─── AVAILABLE DATA ───
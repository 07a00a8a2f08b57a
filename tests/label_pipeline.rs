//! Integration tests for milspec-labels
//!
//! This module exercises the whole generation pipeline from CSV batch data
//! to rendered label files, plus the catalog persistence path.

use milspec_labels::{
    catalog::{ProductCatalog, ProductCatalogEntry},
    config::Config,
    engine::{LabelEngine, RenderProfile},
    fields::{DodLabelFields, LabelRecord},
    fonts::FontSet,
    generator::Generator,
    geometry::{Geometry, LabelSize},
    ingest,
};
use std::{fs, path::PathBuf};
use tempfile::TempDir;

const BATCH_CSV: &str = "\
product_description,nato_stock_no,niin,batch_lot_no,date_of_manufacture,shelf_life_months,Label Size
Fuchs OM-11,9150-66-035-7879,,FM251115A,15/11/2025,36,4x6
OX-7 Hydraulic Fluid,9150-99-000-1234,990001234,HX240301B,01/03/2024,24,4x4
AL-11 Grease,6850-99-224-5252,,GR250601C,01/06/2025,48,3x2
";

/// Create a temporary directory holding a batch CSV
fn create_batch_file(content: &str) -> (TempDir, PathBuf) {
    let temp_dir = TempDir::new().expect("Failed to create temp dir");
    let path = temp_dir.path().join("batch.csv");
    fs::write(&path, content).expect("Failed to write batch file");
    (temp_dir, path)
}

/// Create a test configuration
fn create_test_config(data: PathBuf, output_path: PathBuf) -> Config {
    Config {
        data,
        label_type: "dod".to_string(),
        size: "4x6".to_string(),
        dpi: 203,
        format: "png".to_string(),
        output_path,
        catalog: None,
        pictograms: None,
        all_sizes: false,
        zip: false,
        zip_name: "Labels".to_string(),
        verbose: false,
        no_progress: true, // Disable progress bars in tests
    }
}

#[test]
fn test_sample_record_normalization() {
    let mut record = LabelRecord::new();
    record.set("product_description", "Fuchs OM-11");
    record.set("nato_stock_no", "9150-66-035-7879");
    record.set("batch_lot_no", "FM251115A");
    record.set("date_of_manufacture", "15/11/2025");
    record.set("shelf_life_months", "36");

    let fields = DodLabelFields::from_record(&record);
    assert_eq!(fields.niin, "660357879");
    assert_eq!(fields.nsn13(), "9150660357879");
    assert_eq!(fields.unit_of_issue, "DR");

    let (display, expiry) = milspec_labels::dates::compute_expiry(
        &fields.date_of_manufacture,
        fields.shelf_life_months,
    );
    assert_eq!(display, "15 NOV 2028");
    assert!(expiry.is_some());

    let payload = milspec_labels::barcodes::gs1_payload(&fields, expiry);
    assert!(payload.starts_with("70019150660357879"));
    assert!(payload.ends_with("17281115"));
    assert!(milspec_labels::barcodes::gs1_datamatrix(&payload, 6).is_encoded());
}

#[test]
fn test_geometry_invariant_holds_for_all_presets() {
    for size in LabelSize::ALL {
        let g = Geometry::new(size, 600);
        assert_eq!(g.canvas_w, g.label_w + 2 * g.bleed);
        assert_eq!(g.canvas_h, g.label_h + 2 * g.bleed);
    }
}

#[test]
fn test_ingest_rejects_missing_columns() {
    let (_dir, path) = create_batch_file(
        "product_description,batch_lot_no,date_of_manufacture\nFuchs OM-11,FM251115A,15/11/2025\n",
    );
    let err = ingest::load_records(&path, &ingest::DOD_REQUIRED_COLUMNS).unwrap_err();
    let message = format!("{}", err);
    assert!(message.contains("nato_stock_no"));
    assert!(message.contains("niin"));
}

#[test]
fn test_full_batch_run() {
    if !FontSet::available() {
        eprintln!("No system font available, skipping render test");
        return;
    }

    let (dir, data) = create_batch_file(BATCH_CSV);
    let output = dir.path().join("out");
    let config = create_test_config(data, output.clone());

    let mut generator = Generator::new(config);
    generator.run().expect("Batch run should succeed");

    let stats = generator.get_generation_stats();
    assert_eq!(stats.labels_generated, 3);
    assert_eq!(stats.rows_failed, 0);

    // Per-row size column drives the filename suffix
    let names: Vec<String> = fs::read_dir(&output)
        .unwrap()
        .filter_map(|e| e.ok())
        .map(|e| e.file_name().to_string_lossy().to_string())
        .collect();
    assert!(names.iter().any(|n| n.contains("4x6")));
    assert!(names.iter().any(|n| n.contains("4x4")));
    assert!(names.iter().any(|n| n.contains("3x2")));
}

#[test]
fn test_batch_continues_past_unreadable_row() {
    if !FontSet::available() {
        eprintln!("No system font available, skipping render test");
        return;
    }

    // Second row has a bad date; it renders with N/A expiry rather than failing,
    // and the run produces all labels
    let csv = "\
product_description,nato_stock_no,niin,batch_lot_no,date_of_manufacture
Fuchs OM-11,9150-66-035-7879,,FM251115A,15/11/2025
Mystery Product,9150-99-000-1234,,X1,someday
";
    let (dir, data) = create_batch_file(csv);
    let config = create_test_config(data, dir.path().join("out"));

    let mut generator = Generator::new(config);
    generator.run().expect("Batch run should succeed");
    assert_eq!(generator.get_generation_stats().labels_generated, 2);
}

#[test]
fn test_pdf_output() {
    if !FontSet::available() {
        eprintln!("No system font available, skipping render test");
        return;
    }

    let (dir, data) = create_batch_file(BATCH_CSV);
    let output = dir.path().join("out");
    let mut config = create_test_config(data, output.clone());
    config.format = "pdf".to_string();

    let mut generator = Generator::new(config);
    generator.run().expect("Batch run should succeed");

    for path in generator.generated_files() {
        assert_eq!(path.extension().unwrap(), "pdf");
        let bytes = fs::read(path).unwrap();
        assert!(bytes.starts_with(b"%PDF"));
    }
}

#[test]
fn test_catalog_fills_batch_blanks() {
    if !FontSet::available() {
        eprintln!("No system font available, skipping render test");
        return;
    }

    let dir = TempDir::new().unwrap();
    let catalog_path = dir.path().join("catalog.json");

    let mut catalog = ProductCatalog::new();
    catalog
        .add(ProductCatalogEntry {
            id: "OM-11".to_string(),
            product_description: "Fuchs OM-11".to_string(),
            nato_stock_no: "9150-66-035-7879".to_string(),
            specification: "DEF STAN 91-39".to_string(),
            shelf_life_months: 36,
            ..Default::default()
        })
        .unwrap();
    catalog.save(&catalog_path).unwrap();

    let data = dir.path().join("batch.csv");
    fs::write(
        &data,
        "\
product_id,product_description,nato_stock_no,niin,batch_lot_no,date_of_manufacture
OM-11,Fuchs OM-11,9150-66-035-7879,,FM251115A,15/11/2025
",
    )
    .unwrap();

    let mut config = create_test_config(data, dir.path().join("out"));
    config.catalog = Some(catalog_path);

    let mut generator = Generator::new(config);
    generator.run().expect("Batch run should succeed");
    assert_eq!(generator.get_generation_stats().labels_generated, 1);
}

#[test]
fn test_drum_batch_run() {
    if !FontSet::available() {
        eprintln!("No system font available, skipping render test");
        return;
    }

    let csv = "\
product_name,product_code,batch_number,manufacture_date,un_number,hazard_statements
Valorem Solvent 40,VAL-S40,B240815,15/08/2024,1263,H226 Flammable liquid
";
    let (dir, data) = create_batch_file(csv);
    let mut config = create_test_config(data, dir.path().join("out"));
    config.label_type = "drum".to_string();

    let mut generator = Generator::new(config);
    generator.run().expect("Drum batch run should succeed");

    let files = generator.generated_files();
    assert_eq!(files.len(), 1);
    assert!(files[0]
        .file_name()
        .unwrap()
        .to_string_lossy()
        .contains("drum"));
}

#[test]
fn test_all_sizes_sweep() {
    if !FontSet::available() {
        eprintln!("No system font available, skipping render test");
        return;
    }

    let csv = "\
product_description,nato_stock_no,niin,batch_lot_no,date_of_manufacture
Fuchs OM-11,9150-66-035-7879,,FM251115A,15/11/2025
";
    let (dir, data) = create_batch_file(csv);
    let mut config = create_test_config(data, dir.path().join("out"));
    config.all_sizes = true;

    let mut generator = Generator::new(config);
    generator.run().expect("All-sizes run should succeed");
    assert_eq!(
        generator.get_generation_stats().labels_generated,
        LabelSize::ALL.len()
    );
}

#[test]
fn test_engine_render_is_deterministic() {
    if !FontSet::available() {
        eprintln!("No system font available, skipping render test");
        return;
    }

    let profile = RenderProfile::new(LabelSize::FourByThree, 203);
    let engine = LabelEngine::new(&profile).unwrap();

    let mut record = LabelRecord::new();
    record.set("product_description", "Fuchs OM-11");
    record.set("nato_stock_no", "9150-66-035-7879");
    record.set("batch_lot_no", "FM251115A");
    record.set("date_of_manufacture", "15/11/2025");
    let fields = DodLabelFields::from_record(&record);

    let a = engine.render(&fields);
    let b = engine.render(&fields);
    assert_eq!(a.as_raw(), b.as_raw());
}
───
**INSTRUCTIONS FOR THE TASK**
Write out, word for word, the lines from the one containing "let profile = RenderProfile::new(LabelSize::FourByThree, 203);" through the end of the records, with no other lines.

**SOLUTION TO THIS EXERCISE**
    let profile = RenderProfile::new(LabelSize::FourByThree, 203);
    let engine = LabelEngine::new(&profile).unwrap();

    let mut record = LabelRecord::new();
    record.set("product_description", "Fuchs OM-11");
    record.set("nato_stock_no", "9150-66-035-7879");
    record.set("batch_lot_no", "FM251115A");
    record.set("date_of_manufacture", "15/11/2025");
    let fields = DodLabelFields::from_record(&record);

    let a = engine.render(&fields);
    let b = engine.render(&fields);
    assert_eq!(a.as_raw(), b.as_raw());
}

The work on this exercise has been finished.